Description of the task:
What is needed here is every line of the records that includes "prefix".

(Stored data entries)

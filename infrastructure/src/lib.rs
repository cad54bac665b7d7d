//! Infrastructure layer for ragdash
//!
//! This crate contains adapters that implement the ports defined
//! in the application layer: the HTTP backend client, configuration
//! file loading and the JSONL session transcript.

pub mod config;
pub mod http;
pub mod logging;

// Re-export commonly used types
pub use config::{
    ConfigLoader, ConfigValidationError, FileApiConfig, FileConfig, FileHealthConfig,
    FileLoggingConfig, FileModelsConfig, FileOutputConfig, FileStreamConfig,
};
pub use http::HttpBackend;
pub use logging::JsonlSessionLogger;
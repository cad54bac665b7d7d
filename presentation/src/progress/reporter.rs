//! Progress reporting while waiting on the backend

use indicatif::{ProgressBar, ProgressStyle};
use std::time::Duration;

/// Spinner shown on stderr until the first byte of a response arrives.
///
/// A hidden reporter does nothing, which keeps `--quiet` and JSON output
/// free of terminal control sequences.
pub struct ProgressReporter {
    bar: Option<ProgressBar>,
    enabled: bool,
}

impl ProgressReporter {
    pub fn new() -> Self {
        Self {
            bar: None,
            enabled: true,
        }
    }

    pub fn hidden() -> Self {
        Self {
            bar: None,
            enabled: false,
        }
    }

    fn spinner_style() -> ProgressStyle {
        ProgressStyle::default_spinner()
            .template("{spinner:.green} {prefix:.bold} {msg}")
            .unwrap_or_else(|_| ProgressStyle::default_spinner())
    }

    /// Start (or relabel) the spinner.
    pub fn waiting(&mut self, prefix: &str, message: &str) {
        if !self.enabled {
            return;
        }
        let bar = self.bar.get_or_insert_with(|| {
            let bar = ProgressBar::new_spinner();
            bar.set_style(Self::spinner_style());
            bar.enable_steady_tick(Duration::from_millis(100));
            bar
        });
        bar.set_prefix(prefix.to_string());
        bar.set_message(message.to_string());
    }

    /// Remove the spinner from the terminal.
    pub fn clear(&mut self) {
        if let Some(bar) = self.bar.take() {
            bar.finish_and_clear();
        }
    }
}

impl Default for ProgressReporter {
    fn default() -> Self {
        Self::new()
    }
}

impl Drop for ProgressReporter {
    fn drop(&mut self) {
        self.clear();
    }
}

#[cfg(test)]
mod tests {
    use super::*;

    #[test]
    fn test_hidden_reporter_never_draws() {
        let mut reporter = ProgressReporter::hidden();
        reporter.waiting("req-1", "waiting");
        assert!(reporter.bar.is_none());
    }
}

Response to the task:
            .template("{spinner:.green} {prefix:.bold} {msg}")
    pub fn waiting(&mut self, prefix: &str, message: &str) {
        bar.set_prefix(prefix.to_string());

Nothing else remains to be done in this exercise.